Find the string "through" in the records. Copy each line that has it.

↓

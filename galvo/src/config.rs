//! Galvo calibration and motion configuration.
//!
//! Two representations are provided:
//!
//! - [`CalibrationFile`]: what is measured on the bench and stored on disk as
//!   JSON. Lengths are in meters.
//! - [`GalvoConfig`]: the resolved, validated configuration the converter and
//!   movement code run on. Everything is in [`PositionUnit`]s and volts.
//!
//! The bench calibration assumes the DAC range maps linearly onto the full
//! mechanical range of each mirror:
//!
//! ```text
//! voltage = slope * (position + center_correction) + intercept
//! slope   = ±(dac_max - dac_min) / full_range
//! ```
//!
//! The center correction compensates for the origin not sitting exactly at the
//! center of the rod in the z direction.

use std::path::Path;

use serde::{Deserialize, Serialize};
use thiserror::Error;

use crate::axis::{Axis, PerAxis};
use crate::dac::DacResolution;
use crate::units::PositionUnit;

/// Errors raised while building or loading a configuration.
#[derive(Error, Debug)]
pub enum ConfigError {
    #[error("Invalid DAC range [{min}, {max}]: min must be below max")]
    InvalidDacRange { min: f64, max: f64 },

    #[error("Invalid DAC resolution: {bits} bits in a {set_bits}-bit register")]
    InvalidResolution { bits: u8, set_bits: u8 },

    #[error("Invalid calibration for axis {axis}: {reason}")]
    InvalidCalibration { axis: Axis, reason: String },

    #[error("Invalid motion config: {0}")]
    InvalidMotion(String),

    #[error("IO error: {0}")]
    Io(#[from] std::io::Error),

    #[error("Failed to parse calibration file: {0}")]
    Parse(#[from] serde_json::Error),
}

/// Output voltage limits of the DAC.
#[derive(Debug, Clone, Copy, PartialEq, Serialize, Deserialize)]
pub struct DacRange {
    pub min: f64,
    pub max: f64,
}

impl Default for DacRange {
    fn default() -> Self {
        Self { min: 0.0, max: 5.0 }
    }
}

impl DacRange {
    pub fn new(min: f64, max: f64) -> Self {
        Self { min, max }
    }

    pub fn span(&self) -> f64 {
        self.max - self.min
    }

    pub fn contains(&self, voltage: f64) -> bool {
        voltage >= self.min && voltage <= self.max
    }

    pub fn clamp(&self, voltage: f64) -> f64 {
        voltage.clamp(self.min, self.max)
    }

    fn validate(&self) -> Result<(), ConfigError> {
        if self.min.is_finite() && self.max.is_finite() && self.min < self.max {
            Ok(())
        } else {
            Err(ConfigError::InvalidDacRange {
                min: self.min,
                max: self.max,
            })
        }
    }
}

/// Affine position→voltage calibration for one axis.
#[derive(Debug, Clone, Copy, PartialEq, Serialize, Deserialize)]
pub struct CalibrationParams {
    /// Volts per position unit
    pub slope: f64,
    /// Volts at position `-center_correction`
    pub intercept: f64,
    /// Position offset added before applying the slope
    pub center_correction: f64,
}

impl CalibrationParams {
    pub fn new(slope: f64, intercept: f64, center_correction: f64) -> Self {
        Self {
            slope,
            intercept,
            center_correction,
        }
    }

    fn validate(&self, axis: Axis) -> Result<(), ConfigError> {
        let invalid = |reason: &str| ConfigError::InvalidCalibration {
            axis,
            reason: reason.to_string(),
        };
        if !self.slope.is_finite() || self.slope == 0.0 {
            return Err(invalid("slope must be finite and non-zero"));
        }
        if !self.intercept.is_finite() {
            return Err(invalid("intercept must be finite"));
        }
        if !self.center_correction.is_finite() {
            return Err(invalid("center correction must be finite"));
        }
        Ok(())
    }
}

/// How a shared speed is turned into a move duration when several axes move.
#[derive(Debug, Clone, Copy, PartialEq, Eq, Default, Serialize, Deserialize)]
#[serde(rename_all = "snake_case")]
pub enum SyncMode {
    /// Every axis moves at `speed`; the axis with the longest distance sets
    /// the duration and the others are slowed down to finish with it.
    #[default]
    LongestAxis,
    /// `speed` applies along the straight line through both axes.
    PathLength,
}

/// Parameters controlling how moves are streamed to the DAC.
#[derive(Debug, Clone, Copy, PartialEq, Serialize, Deserialize)]
#[serde(default)]
pub struct MotionConfig {
    /// Number of voltage steps written per move
    pub interpolation_steps: u32,
    /// Upper speed limit in position units per second
    pub max_speed: f64,
    pub sync: SyncMode,
}

impl Default for MotionConfig {
    fn default() -> Self {
        Self {
            interpolation_steps: 100,
            max_speed: 10e3,
            sync: SyncMode::LongestAxis,
        }
    }
}

impl MotionConfig {
    fn validate(&self) -> Result<(), ConfigError> {
        if self.interpolation_steps == 0 {
            return Err(ConfigError::InvalidMotion(
                "interpolation_steps must be at least 1".to_string(),
            ));
        }
        if !(self.max_speed.is_finite() && self.max_speed > 0.0) {
            return Err(ConfigError::InvalidMotion(format!(
                "max_speed must be positive, got {}",
                self.max_speed
            )));
        }
        Ok(())
    }
}

/// Resolved configuration for a galvo system.
///
/// Deserializing goes through the same validation as [`GalvoConfig::new`].
#[derive(Debug, Clone, PartialEq, Serialize, Deserialize)]
#[serde(try_from = "UncheckedConfig")]
pub struct GalvoConfig {
    dac_range: DacRange,
    resolution: DacResolution,
    unit: PositionUnit,
    axes: PerAxis<CalibrationParams>,
    motion: MotionConfig,
}

#[derive(Deserialize)]
struct UncheckedConfig {
    dac_range: DacRange,
    resolution: DacResolution,
    unit: PositionUnit,
    axes: PerAxis<CalibrationParams>,
    motion: MotionConfig,
}

impl TryFrom<UncheckedConfig> for GalvoConfig {
    type Error = ConfigError;

    fn try_from(raw: UncheckedConfig) -> Result<Self, Self::Error> {
        GalvoConfig::new(raw.dac_range, raw.resolution, raw.unit, raw.axes, raw.motion)
    }
}

impl GalvoConfig {
    /// Build and validate a configuration.
    pub fn new(
        dac_range: DacRange,
        resolution: DacResolution,
        unit: PositionUnit,
        axes: PerAxis<CalibrationParams>,
        motion: MotionConfig,
    ) -> Result<Self, ConfigError> {
        let config = Self {
            dac_range,
            resolution,
            unit,
            axes,
            motion,
        };
        config.validate()?;
        Ok(config)
    }

    /// Calibration of the Thorlabs galvo pair on the test bench, in micrometers.
    pub fn thorlabs_default() -> Self {
        CalibrationFile::thorlabs_bench()
            .resolve()
            .expect("bench calibration constants are valid")
    }

    /// Load a [`CalibrationFile`] from JSON and resolve it.
    pub fn load_from_file(path: &Path) -> Result<Self, ConfigError> {
        CalibrationFile::load_from_file(path)?.resolve()
    }

    fn validate(&self) -> Result<(), ConfigError> {
        self.dac_range.validate()?;
        let DacResolution { bits, set_bits } = self.resolution;
        if bits == 0 || bits > set_bits || set_bits > 16 {
            return Err(ConfigError::InvalidResolution { bits, set_bits });
        }
        for (axis, params) in self.axes.iter() {
            params.validate(axis)?;
        }
        self.motion.validate()
    }

    pub fn dac_range(&self) -> &DacRange {
        &self.dac_range
    }

    pub fn resolution(&self) -> &DacResolution {
        &self.resolution
    }

    pub fn unit(&self) -> PositionUnit {
        self.unit
    }

    pub fn calibration(&self, axis: Axis) -> &CalibrationParams {
        &self.axes[axis]
    }

    pub fn motion(&self) -> &MotionConfig {
        &self.motion
    }

    /// Replace the motion parameters, keeping the calibration.
    pub fn with_motion(mut self, motion: MotionConfig) -> Result<Self, ConfigError> {
        motion.validate()?;
        self.motion = motion;
        Ok(self)
    }
}

/// Measured calibration of one galvo axis.
#[derive(Debug, Clone, Copy, PartialEq, Serialize, Deserialize)]
pub struct AxisCalibration {
    /// Mechanical travel covered by the full DAC range, in meters
    pub full_range_m: f64,
    /// Voltage decreases as position increases
    #[serde(default)]
    pub inverted: bool,
    /// Output voltage at the axis origin, in volts
    pub intercept_v: f64,
    /// Misalignment between nominal and actual center, in meters
    #[serde(default)]
    pub center_correction_m: f64,
}

/// On-disk calibration, as measured on the bench.
#[derive(Debug, Clone, PartialEq, Serialize, Deserialize)]
pub struct CalibrationFile {
    #[serde(default)]
    pub dac_range: DacRange,
    #[serde(default)]
    pub resolution: DacResolution,
    #[serde(default)]
    pub position_unit: PositionUnit,
    pub axes: PerAxis<AxisCalibration>,
    #[serde(default)]
    pub motion: MotionConfig,
}

impl CalibrationFile {
    /// Constants measured for the bench galvos (2021.01.19).
    ///
    /// The second galvo pair measured 12.684 mm (x) and 13.24 mm (z).
    pub fn thorlabs_bench() -> Self {
        let dac_range = DacRange::default();
        Self {
            dac_range,
            resolution: DacResolution::default(),
            position_unit: PositionUnit::Micrometers,
            axes: PerAxis {
                x: AxisCalibration {
                    full_range_m: 12.37e-3,
                    inverted: true,
                    intercept_v: dac_range.max,
                    center_correction_m: 0.0,
                },
                z: AxisCalibration {
                    full_range_m: 12.5e-3,
                    inverted: false,
                    intercept_v: dac_range.max / 2.0,
                    center_correction_m: 0.0,
                },
            },
            motion: MotionConfig::default(),
        }
    }

    /// Convert the measured values into a validated [`GalvoConfig`].
    ///
    /// This is the only place where meters are converted to position units.
    pub fn resolve(&self) -> Result<GalvoConfig, ConfigError> {
        self.dac_range.validate()?;
        let axes = PerAxis::new(self.resolve_axis(Axis::X)?, self.resolve_axis(Axis::Z)?);
        GalvoConfig::new(
            self.dac_range,
            self.resolution,
            self.position_unit,
            axes,
            self.motion,
        )
    }

    fn resolve_axis(&self, axis: Axis) -> Result<CalibrationParams, ConfigError> {
        let cal = &self.axes[axis];
        if !(cal.full_range_m.is_finite() && cal.full_range_m > 0.0) {
            return Err(ConfigError::InvalidCalibration {
                axis,
                reason: format!("full range must be positive, got {} m", cal.full_range_m),
            });
        }

        let unit = self.position_unit;
        let sign = if cal.inverted { -1.0 } else { 1.0 };
        Ok(CalibrationParams {
            slope: unit.gradient_from_meters(sign * self.dac_range.span() / cal.full_range_m),
            intercept: cal.intercept_v,
            center_correction: unit.from_meters(cal.center_correction_m),
        })
    }

    /// Save to JSON file
    pub fn save_to_file(&self, path: &Path) -> Result<(), ConfigError> {
        let json = serde_json::to_string_pretty(self)?;
        std::fs::write(path, json)?;
        Ok(())
    }

    /// Load from JSON file
    pub fn load_from_file(path: &Path) -> Result<Self, ConfigError> {
        let json = std::fs::read_to_string(path)?;
        Ok(serde_json::from_str(&json)?)
    }
}
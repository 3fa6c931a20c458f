//! Galvo axis identifiers and fixed per-axis storage.

use std::ops::{Index, IndexMut};

use clap::ValueEnum;
use serde::{Deserialize, Serialize};

/// Galvo mirror axes.
///
/// The bench uses two single-axis Thorlabs drivers: `X` sweeps parallel to
/// the rod surface, `Z` sweeps radially away from it.
#[derive(
    Debug, Clone, Copy, PartialEq, Eq, Hash, Serialize, Deserialize, ValueEnum, strum::EnumIter,
)]
#[serde(rename_all = "lowercase")]
pub enum Axis {
    /// Parallel to the rod surface
    X,
    /// Radially away from the rod
    Z,
}

impl Axis {
    /// Both axes in storage order.
    pub const ALL: [Axis; 2] = [Axis::X, Axis::Z];

    /// Get the axis name used in configuration files and logs.
    pub fn as_str(self) -> &'static str {
        match self {
            Axis::X => "x",
            Axis::Z => "z",
        }
    }
}

impl std::fmt::Display for Axis {
    fn fmt(&self, f: &mut std::fmt::Formatter<'_>) -> std::fmt::Result {
        f.write_str(self.as_str())
    }
}

impl std::str::FromStr for Axis {
    type Err = String;

    fn from_str(s: &str) -> Result<Self, Self::Err> {
        match s.trim() {
            "x" | "X" => Ok(Axis::X),
            "z" | "Z" => Ok(Axis::Z),
            _ => Err(format!("Invalid axis: {s}, expected 'x' or 'z'")),
        }
    }
}

/// One value per galvo axis, indexed by [`Axis`].
///
/// Serializes as `{"x": ..., "z": ...}`.
#[derive(Debug, Clone, Copy, PartialEq, Default, Serialize, Deserialize)]
pub struct PerAxis<T> {
    pub x: T,
    pub z: T,
}

impl<T> PerAxis<T> {
    pub fn new(x: T, z: T) -> Self {
        Self { x, z }
    }

    /// Build a value for each axis from a closure.
    pub fn from_fn(mut f: impl FnMut(Axis) -> T) -> Self {
        Self {
            x: f(Axis::X),
            z: f(Axis::Z),
        }
    }

    pub fn map<U>(self, mut f: impl FnMut(Axis, T) -> U) -> PerAxis<U> {
        PerAxis {
            x: f(Axis::X, self.x),
            z: f(Axis::Z, self.z),
        }
    }

    /// Iterate `(axis, &value)` pairs in storage order.
    pub fn iter(&self) -> impl Iterator<Item = (Axis, &T)> {
        [(Axis::X, &self.x), (Axis::Z, &self.z)].into_iter()
    }
}

impl<T> Index<Axis> for PerAxis<T> {
    type Output = T;

    fn index(&self, axis: Axis) -> &T {
        match axis {
            Axis::X => &self.x,
            Axis::Z => &self.z,
        }
    }
}

impl<T> IndexMut<Axis> for PerAxis<T> {
    fn index_mut(&mut self, axis: Axis) -> &mut T {
        match axis {
            Axis::X => &mut self.x,
            Axis::Z => &mut self.z,
        }
    }
}
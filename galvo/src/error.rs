//! Error taxonomy for galvo operations.
//!
//! Requests outside the DAC range are not errors: they are clamped and
//! reported through [`ClampResult`](crate::converter::ClampResult).

use thiserror::Error;

use crate::axis::Axis;
use crate::config::ConfigError;
use crate::dac::DacError;

/// Errors that can occur while configuring or moving a galvo system.
#[derive(Error, Debug)]
pub enum GalvoError {
    /// Speed must be positive and finite. Nothing was moved.
    #[error("Invalid speed {speed}: must be positive")]
    InvalidSpeed { speed: f64 },

    /// Requested position is NaN or infinite. Nothing was moved.
    #[error("Invalid position {position} for axis {axis}")]
    InvalidPosition { axis: Axis, position: f64 },

    /// Move would take longer than a [`Duration`](std::time::Duration) can
    /// hold. Nothing was moved.
    #[error("Move of {distance} at speed {speed} takes too long to schedule")]
    MoveTooLong { distance: f64, speed: f64 },

    /// The DAC collaborator failed.
    ///
    /// Positions are left at the last step that was written successfully.
    #[error("Device write failed: {0}")]
    DeviceWrite(#[from] DacError),

    /// The request names an axis this system does not drive.
    #[error("Axis {0} is not configured")]
    AxisNotConfigured(Axis),

    #[error("Axis {0} configured more than once")]
    DuplicateAxis(Axis),

    #[error("At least one axis must be configured")]
    NoAxes,

    #[error("Configuration error: {0}")]
    Config(#[from] ConfigError),
}

/// Result type for galvo operations.
pub type GalvoResult<T> = Result<T, GalvoError>;
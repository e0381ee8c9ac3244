//! Discord snowflakes carry their creation time in the top 42 bits.

use chrono::{DateTime, Utc};

/// 2015-01-01T00:00:00Z in unix milliseconds.
pub const DISCORD_EPOCH_MS: i64 = 1_420_070_400_000;

/// Creation time encoded in a snowflake id.
pub fn created_at(id: u64) -> DateTime<Utc> {
    let ms = (id >> 22) as i64 + DISCORD_EPOCH_MS;
    DateTime::from_timestamp_millis(ms).unwrap_or(DateTime::<Utc>::MIN_UTC)
}

/// Smallest snowflake that could have been created at `ts`. Every id below
/// it belongs to a message created strictly before `ts`. Returns 0 for
/// instants before the Discord epoch.
pub fn lower_bound(ts: DateTime<Utc>) -> u64 {
    let ms = ts.timestamp_millis() - DISCORD_EPOCH_MS;
    if ms <= 0 { 0 } else { (ms as u64) << 22 }
}
//! Retention sweeps: periodically delete messages older than a retention
//! window from a fixed, ordered set of guild channels.
//!
//! [`RetentionSweeper`] owns the schedule and lifecycle, [`sweep::run_sweep`]
//! is one pass over every configured channel.

pub mod error;
pub mod policy;
pub mod report;
pub mod retry;
pub mod state;
pub mod sweep;
pub mod sweeper;
pub mod targets;

#[cfg(test)]
pub(crate) mod testing;

pub use {
    error::SweepError,
    policy::{RetentionPolicy, RetryPolicy},
    report::{ChannelOutcome, ChannelReport, SweepReport},
    state::SweeperState,
    sweeper::RetentionSweeper,
    targets::{GuildTargets, SweepTargets},
};
//! Chat-platform capabilities consumed by the retention sweeper.
//!
//! A platform (Discord today) implements [`ChatPlatform`]: resolving the
//! bot's own member in a guild, resolving channels, evaluating permissions,
//! streaming message history and deleting messages.

pub mod error;
pub mod platform;
pub mod types;

pub use {
    error::PlatformError,
    platform::{ChatPlatform, MessageStream},
    types::{
        ChannelId, ChannelPermissions, ChannelRef, GuildId, HistoryQuery, MemberRef, MessageId,
        MessageRef, Permission, UserId,
    },
};
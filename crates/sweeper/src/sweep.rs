//! One retention sweep over every configured channel.

use {
    chrono::{DateTime, Utc},
    prunebot_channels::{ChannelId, ChannelRef, ChatPlatform, GuildId, HistoryQuery, MemberRef},
    tokio_stream::StreamExt,
    tokio_util::sync::CancellationToken,
    tracing::{debug, error, info, warn},
};

use crate::{
    error::SweepError,
    policy::RetentionPolicy,
    report::{ChannelOutcome, ChannelReport, SweepReport},
    retry::{DeleteOutcome, delete_with_retry},
    targets::SweepTargets,
};

/// Run one sweep with `cutoff = now - policy.window`.
///
/// Guilds and channels are visited in target order. Per-channel problems
/// are recorded in the report and never stop the sweep. Cancellation stops
/// it at the next suspension point after the in-flight delete call.
pub async fn run_sweep(
    platform: &dyn ChatPlatform,
    policy: &RetentionPolicy,
    targets: &SweepTargets,
    now: DateTime<Utc>,
    cancel: &CancellationToken,
) -> SweepReport {
    let cutoff = policy.cutoff(now);
    let mut report = SweepReport::new(cutoff);
    info!(
        platform = platform.name(),
        %cutoff,
        channels = targets.channel_count(),
        dry_run = policy.dry_run,
        "starting retention sweep"
    );

    let pruner = ChannelPruner {
        platform,
        policy,
        cutoff,
        cancel,
    };

    'guilds: for guild in targets.guilds() {
        if cancel.is_cancelled() {
            report.cancelled = true;
            break;
        }

        let member = match platform.self_member(guild.guild_id).await {
            Ok(Some(member)) => Some(member),
            Ok(None) => {
                error!(guild_id = %guild.guild_id, "guild not available, skipping its channels");
                None
            },
            Err(e) => {
                error!(
                    guild_id = %guild.guild_id,
                    error = %e,
                    "failed to resolve own member, skipping guild"
                );
                None
            },
        };

        let Some(member) = member else {
            report
                .channels
                .extend(guild.channels.iter().map(|&channel_id| ChannelReport {
                    guild_id: guild.guild_id,
                    channel_id,
                    outcome: ChannelOutcome::GuildUnavailable,
                }));
            continue;
        };

        for &channel_id in &guild.channels {
            if cancel.is_cancelled() {
                report.cancelled = true;
                break 'guilds;
            }
            let outcome = pruner.prune(guild.guild_id, channel_id, &member).await;
            let stop = matches!(outcome, ChannelOutcome::Cancelled { .. });
            report.channels.push(ChannelReport {
                guild_id: guild.guild_id,
                channel_id,
                outcome,
            });
            if stop {
                report.cancelled = true;
                break 'guilds;
            }
        }
    }

    report
}

struct ChannelPruner<'a> {
    platform: &'a dyn ChatPlatform,
    policy: &'a RetentionPolicy,
    cutoff: DateTime<Utc>,
    cancel: &'a CancellationToken,
}

impl ChannelPruner<'_> {
    async fn prune(
        &self,
        guild_id: GuildId,
        channel_id: ChannelId,
        member: &MemberRef,
    ) -> ChannelOutcome {
        let channel = match self.platform.resolve_channel(guild_id, channel_id).await {
            Ok(Some(channel)) => channel,
            Ok(None) => {
                warn!(%guild_id, %channel_id, "channel not found, skipping");
                return ChannelOutcome::ChannelNotFound;
            },
            Err(e) => {
                error!(%guild_id, %channel_id, error = %e, "failed to resolve channel");
                return ChannelOutcome::Failed(e.to_string());
            },
        };

        let perms = match self.platform.permissions_for(&channel, member).await {
            Ok(perms) => perms,
            Err(e) => {
                error!(channel = %channel.name, %channel_id, error = %e, "failed to read permissions");
                return ChannelOutcome::Failed(e.to_string());
            },
        };
        if let Some(missing) = perms.missing() {
            warn!(
                channel = %channel.name,
                %channel_id,
                permission = %missing,
                "skipping channel: not able to {missing}"
            );
            return ChannelOutcome::MissingPermission(missing);
        }

        let candidate = self
            .platform
            .history_before(&channel, HistoryQuery::probe(self.cutoff))
            .next()
            .await;
        match candidate {
            None => {
                info!(channel = %channel.name, %channel_id, "nothing to purge");
                return ChannelOutcome::NothingToPurge;
            },
            Some(Err(e)) => {
                error!(channel = %channel.name, %channel_id, error = %e, "failed to probe history");
                return ChannelOutcome::Failed(e.to_string());
            },
            Some(Ok(_)) => {},
        }

        info!(
            channel = %channel.name,
            %channel_id,
            cutoff = %self.cutoff,
            "starting message purge"
        );
        let outcome = self.purge(&channel).await;
        match &outcome {
            ChannelOutcome::Purged {
                deleted,
                already_gone,
            } => info!(
                channel = %channel.name,
                %channel_id,
                deleted,
                already_gone,
                "deleted {deleted} msgs"
            ),
            ChannelOutcome::DryRun { eligible } => info!(
                channel = %channel.name,
                %channel_id,
                eligible,
                "dry run: {eligible} msgs eligible for deletion"
            ),
            ChannelOutcome::Aborted { deleted, error } if error.is_contract_violation() => error!(
                channel = %channel.name,
                %channel_id,
                deleted,
                error = %error,
                "platform broke the history contract, aborting channel"
            ),
            ChannelOutcome::Aborted { deleted, error } => error!(
                channel = %channel.name,
                %channel_id,
                deleted,
                error = %error,
                "purge aborted"
            ),
            ChannelOutcome::Cancelled { deleted } => info!(
                channel = %channel.name,
                %channel_id,
                deleted,
                "purge cancelled"
            ),
            _ => {},
        }
        outcome
    }

    /// Walk history oldest-first up to the cutoff, deleting as we go.
    async fn purge(&self, channel: &ChannelRef) -> ChannelOutcome {
        let mut history = self
            .platform
            .history_before(channel, HistoryQuery::oldest_first(self.cutoff));
        let mut deleted = 0;
        let mut already_gone = 0;
        let mut eligible = 0;
        let mut previous: Option<DateTime<Utc>> = None;

        loop {
            let next = tokio::select! {
                biased;
                _ = self.cancel.cancelled() => return ChannelOutcome::Cancelled { deleted },
                next = history.next() => next,
            };
            let message = match next {
                None => break,
                Some(Ok(message)) => message,
                Some(Err(e)) => {
                    return ChannelOutcome::Aborted {
                        deleted,
                        error: SweepError::History(e),
                    };
                },
            };

            if message.created_at > self.cutoff {
                return ChannelOutcome::Aborted {
                    deleted,
                    error: SweepError::CutoffViolation {
                        message_id: message.id,
                        created_at: message.created_at,
                        cutoff: self.cutoff,
                    },
                };
            }
            if let Some(previous) = previous
                && message.created_at < previous
            {
                return ChannelOutcome::Aborted {
                    deleted,
                    error: SweepError::OutOfOrder {
                        message_id: message.id,
                        created_at: message.created_at,
                        previous,
                    },
                };
            }
            previous = Some(message.created_at);

            if self.policy.dry_run {
                eligible += 1;
                continue;
            }

            match delete_with_retry(
                self.platform,
                channel,
                message.id,
                &self.policy.retry,
                self.cancel,
            )
            .await
            {
                Ok(DeleteOutcome::Deleted) => {
                    deleted += 1;
                    debug!(
                        channel = %channel.name,
                        message_id = %message.id,
                        created_at = %message.created_at,
                        "deleted message"
                    );
                },
                Ok(DeleteOutcome::AlreadyGone) => already_gone += 1,
                Err(SweepError::Cancelled) => return ChannelOutcome::Cancelled { deleted },
                Err(error) => return ChannelOutcome::Aborted { deleted, error },
            }

            tokio::select! {
                biased;
                _ = self.cancel.cancelled() => return ChannelOutcome::Cancelled { deleted },
                _ = tokio::time::sleep(self.policy.pacing) => {},
            }
        }

        if self.policy.dry_run {
            ChannelOutcome::DryRun { eligible }
        } else {
            ChannelOutcome::Purged {
                deleted,
                already_gone,
            }
        }
    }
}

↑

Written response -
    /// `speed` applies along the straight line through both axes.
/// Deserializing goes through the same validation as [`GalvoConfig::new`].
//! reported through [`ClampResult`](crate::converter::ClampResult).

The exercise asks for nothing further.